In general, agricultural water management in SE Spain is organized into three levels; first the regional water agency (SRB or AMB) manages and allocates collective water concessions to irrigation districts (farmers associations); then, irrigation districts distribute and supply water to the farmers’ plots; and finally, the farmers manage irrigation water with their own on-farm facilities.

2.2. Sources of Information

The documentation process for the study was carried out in several steps. First, a suitable set of variables was selected for characterizing (1) the current situation and the performance over time of DSW production for agricultural supply, and (2) the infrastructure involved in DSW conveyance and distribution to irrigation districts and farmers. Second, this information was included in a first version of a questionnaire, which was reviewed by a group of experts from different institutions who were collaborating with the personnel involved in the LIFE project DESEACROP (“Desalinated Seawater for alternative and sustainable soilless crop production” [29]). The final reviewed version included 50 questions organized into seven sections: identification and administrative (e.g., name, location, start-up year, ownership, operating company, and investment); design and exploitation (e.g., capacity, specific energy consumption in different stages, pre-treatment, reverse osmosis stages/passes, conversion factor, and energy recovery system); characteristics of raw water (e.g., electric conductivity, and type of intake); characteristics of product water (electric conductivity, pH, chemical composition); historical DSW production and destination (domestic or agricultural use); production costs and supply price (amortization and financial costs, operation and maintenance costs, distribution costs, selling price, taxes, conveyance tolls); and main characteristics of delivery and distribution systems for agricultural supply e.g., (investment, length, storage capacity, main crops, and supplied area). Finally, in order to obtain the descriptive and quantitative information about the selected variables, all SWDPs supplying DSW for agriculture were contacted, as were the main irrigation districts supplied with DSW. In this way, during the second half of 2017 and the beginning of 2018, eight SWDPs (out of a total of 11 identified) and seven irrigation districts (out of a total of 10 contacted) were visited to interview their managers and give them the questionnaire for completion.
Therefore, the information used in this article is mainly real operational data for 2017 collected from interviews conducted during the visits and the questionnaires described above.
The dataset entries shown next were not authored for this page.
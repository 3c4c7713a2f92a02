use serde::{Deserialize, Serialize};
use std::net::SocketAddr;
use std::time::Duration;

/// Server configuration
#[derive(Debug, Clone, Deserialize, Serialize)]
pub struct ServerConfig {
    /// Server bind address
    #[serde(default = "default_bind_addr")]
    pub bind_addr: String,

    /// Server port
    #[serde(default = "default_port")]
    pub port: u16,

    /// Request timeout in seconds
    #[serde(default = "default_timeout_secs")]
    pub timeout_secs: u64,

    /// Maximum request body size in MB
    #[serde(default = "default_max_body_size_mb")]
    pub max_body_size_mb: usize,

    /// Enable permissive CORS
    #[serde(default = "default_true")]
    pub enable_cors: bool,

    /// Log level / `EnvFilter` directive
    #[serde(default = "default_log_level")]
    pub log_level: String,
}

impl Default for ServerConfig {
    fn default() -> Self {
        Self {
            bind_addr: default_bind_addr(),
            port: default_port(),
            timeout_secs: default_timeout_secs(),
            max_body_size_mb: default_max_body_size_mb(),
            enable_cors: default_true(),
            log_level: default_log_level(),
        }
    }
}

impl ServerConfig {
    /// Load configuration from an optional `server.*` file, then environment
    /// variables prefixed `STRANA_SERVER__` (e.g. `STRANA_SERVER__PORT=9000`).
    pub fn load() -> anyhow::Result<Self> {
        let builder = config::Config::builder()
            // Load from file if exists
            .add_source(config::File::with_name("server").required(false))
            // Override with environment variables
            .add_source(
                config::Environment::with_prefix("STRANA_SERVER")
                    .prefix_separator("__")
                    .separator("__"),
            );

        Ok(builder.build()?.try_deserialize()?)
    }

    /// Get the socket address to bind to
    pub fn socket_addr(&self) -> anyhow::Result<SocketAddr> {
        let addr_str = format!("{}:{}", self.bind_addr, self.port);
        Ok(addr_str.parse()?)
    }

    /// Get request timeout as Duration
    pub fn timeout(&self) -> Duration {
        Duration::from_secs(self.timeout_secs)
    }

    /// Get max body size in bytes
    pub fn max_body_size(&self) -> usize {
        self.max_body_size_mb * 1024 * 1024
    }
}

fn default_bind_addr() -> String {
    "0.0.0.0".to_string()
}

fn default_port() -> u16 {
    8000
}

fn default_timeout_secs() -> u64 {
    30
}

fn default_max_body_size_mb() -> usize {
    1
}

fn default_true() -> bool {
    true
}

fn default_log_level() -> String {
    "info".to_string()
}
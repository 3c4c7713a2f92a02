use crate::config::ServerConfig;
use std::sync::Arc;
use strana::{NaturalLanguageTranslator, StringStore};

/// Shared application state
#[derive(Clone)]
pub struct ServerState {
    /// Server configuration
    pub config: Arc<ServerConfig>,

    /// String store (shared across requests; synchronized internally)
    pub store: Arc<StringStore>,

    /// Natural-language rule table, built once at startup
    pub translator: Arc<NaturalLanguageTranslator>,
}

impl ServerState {
    /// Create new server state with an empty in-memory store
    pub fn new(config: ServerConfig) -> Self {
        Self::with_store(config, StringStore::new())
    }

    /// Create server state over an existing store
    pub fn with_store(config: ServerConfig, store: StringStore) -> Self {
        Self {
            config: Arc::new(config),
            store: Arc::new(store),
            translator: Arc::new(NaturalLanguageTranslator::new()),
        }
    }
}
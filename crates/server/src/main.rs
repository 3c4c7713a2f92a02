//! Strana Server - HTTP REST API for the string analyzer

use server::ServerConfig;

#[tokio::main]
async fn main() -> anyhow::Result<()> {
    let config = ServerConfig::load()?;
    server::start_server(config).await?;
    Ok(())
}
//! Derived properties of a single string.
//!
//! Every function here is pure and total: no I/O, no clock, no failure mode.
//! Characters are Unicode scalar values (`char`), so `"é"` written precomposed
//! counts as one character and decomposed as two.

use std::collections::{BTreeMap, HashSet};

use serde::{Deserialize, Serialize};

use crate::hash::hash_text;

/// Character -> occurrence count. Ordered so serialized output is stable.
pub type CharacterFrequency = BTreeMap<char, usize>;

/// The fixed set of properties computed for every stored string.
#[derive(Debug, Clone, PartialEq, Eq, Serialize, Deserialize)]
pub struct StringProperties {
    /// Number of characters in the value.
    pub length: usize,
    /// Case- and space-insensitive palindrome check.
    pub is_palindrome: bool,
    /// Number of distinct characters, case-sensitive.
    pub unique_characters: usize,
    /// Number of whitespace-delimited tokens.
    pub word_count: usize,
    /// SHA-256 hex digest of the value; equal to the record id.
    pub sha256_hash: String,
    /// Occurrence count of every character, spaces and punctuation included.
    pub character_frequency_map: CharacterFrequency,
}

/// Count of characters in `value`.
pub fn length(value: &str) -> usize {
    value.chars().count()
}

/// Lowercase, drop every U+0020 space, then compare with the reversal.
///
/// Only the plain space is ignored; tabs, newlines and punctuation are
/// significant.
///
/// ```rust
/// use analysis::is_palindrome;
///
/// assert!(is_palindrome("racecar"));
/// assert!(is_palindrome("Never odd or even"));
/// assert!(!is_palindrome("hello"));
/// assert!(!is_palindrome("race car!"));
/// ```
pub fn is_palindrome(value: &str) -> bool {
    let cleaned: Vec<char> = value
        .to_lowercase()
        .chars()
        .filter(|c| *c != ' ')
        .collect();
    cleaned.iter().eq(cleaned.iter().rev())
}

/// Number of distinct characters; `'a'` and `'A'` are different.
pub fn unique_character_count(value: &str) -> usize {
    value.chars().collect::<HashSet<_>>().len()
}

/// Number of tokens after splitting on runs of whitespace.
///
/// ```rust
/// use analysis::word_count;
///
/// assert_eq!(word_count(""), 0);
/// assert_eq!(word_count("a b  c"), 3);
/// assert_eq!(word_count("  leading\tand\ntrailing  "), 3);
/// ```
pub fn word_count(value: &str) -> usize {
    value.split_whitespace().count()
}

/// Single pass over `value` counting each character.
pub fn character_frequency(value: &str) -> CharacterFrequency {
    let mut freq = CharacterFrequency::new();
    for c in value.chars() {
        *freq.entry(c).or_insert(0) += 1;
    }
    freq
}

/// Compute every property of `value`.
pub fn analyze_properties(value: &str) -> StringProperties {
    StringProperties {
        length: length(value),
        is_palindrome: is_palindrome(value),
        unique_characters: unique_character_count(value),
        word_count: word_count(value),
        sha256_hash: hash_text(value),
        character_frequency_map: character_frequency(value),
    }
}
In some cases, when the response did not address all of the survey questions or only poor information was obtained, other secondary sources were used, such as informal conversations with water planners and managers in the region, official annual reports provided by the desalination companies, conference presentations, and other related published literature.

3. Results and Discussion

3.1. Desalinated Seawater Production and Supply to Agriculture

Eleven SWDPs supply water for agriculture in SE Spain (Figure 1), although two of them are currently out of service for different reasons, as detailed below. Seven are located in the SRB district, while the remaining four belong to the AMB district.
Table 1 summarizes the main characteristics of the SWDPs, as well as the corresponding irrigated area and the length and storage capacity of the delivery and distribution systems for agricultural supply. The total investment in SWDPs and the associated distribution systems amounts to more than 1500 M€ for a total production capacity of 362 Mm3/year, of which up to 268.3 Mm3/year could be used for irrigation. The irrigation districts that receive water from these SWDPs grow high-return crops such as greenhouse vegetables (tomato and pepper), winter vegetables in the open field (lettuce and broccoli) and citrus orchards. This gives a total area of 172,000 ha; this figure is lower than the surface sum in Table 1 since some of the irrigation districts are supplied by several SWDPs.
Figure 2 shows the evolution of agricultural DSW supply in SE Spain since 2005. The supply remained below 20 Mm3/year until 2010, when it began to increase quickly, especially from 2015. This strong growth was mainly caused by the incorporation of the main public SWDPs from 2013 onwards, as private production only bounced back slightly in recent years. The total DSW supply for irrigation in 2017 was 148.3 Mm3 in the SRB (9.6% of its total agricultural demand), and 29.0 Mm3 in the AMB (5.9% of its total agricultural demand), which together amounted to 177.3 Mm3/year for SE Spain, a 66% of the maximum allocation intended for irrigation (77% when out of service SWDPs are not considered). This figure is similar to the agricultural supply of DSW in Israel during the period 2015–2017, which was estimated at 200 Mm3/year, about 40% of the national freshwater irrigation consumption [16].
Figure 3 presents the evolution of several water resources in the SRB, along with the agricultural DSW supply in the SRB and the AMB since 2005. The supply drop from the T–S water transfer is apparent during the two drought periods. The first was in 2006–2008, when no reaction is observed in DSW supply since most public SWDPs were still being designed or under construction. Then, when most of them became operational (2009–2014, see Table 1), a wet period in Central Spain meant that abundant resources were available for the T–S water transfer, so although their production was steadily growing, it remained relatively low with respect to their total capacity. The second drought period began in 2015 and clearly brought public DSW production out of its lethargy. The reactivation of DSW production was far more important in the SRB than in the AMB, since the T–S water transfer mainly supplies this basin (see Figure 1), whereas irrigation districts in the AMB are mainly supplied with groundwater, a water resource that is less sensitive to drought periods than the T–S water transfer. As a result, SWDPs were supplying agriculture at near full capacity in the SRB in late 2017, but only at about 72% capacity in the AMB, despite the fact that two plants were out of service. The major growth of DSW agricultural supply in the SRB meant that, for the first time, DSW surpassed the volume of reclaimed water in 2017. This is a relevant fact considering that the SRB recycles nearly 100% of wastewater for irrigation [32].
It should be noted that the agricultural sector in the SRB has demanded even more DSW than that supplied in this last drought period, but the need to guarantee the domestic supply limited the amount of DSW allocated for irrigation (see Figure 3). As the agricultural DSW demand is only being partially satisfied, several farmer associations and coastal irrigation districts are promoting the construction of new private SWDPs through collective projects [33,34].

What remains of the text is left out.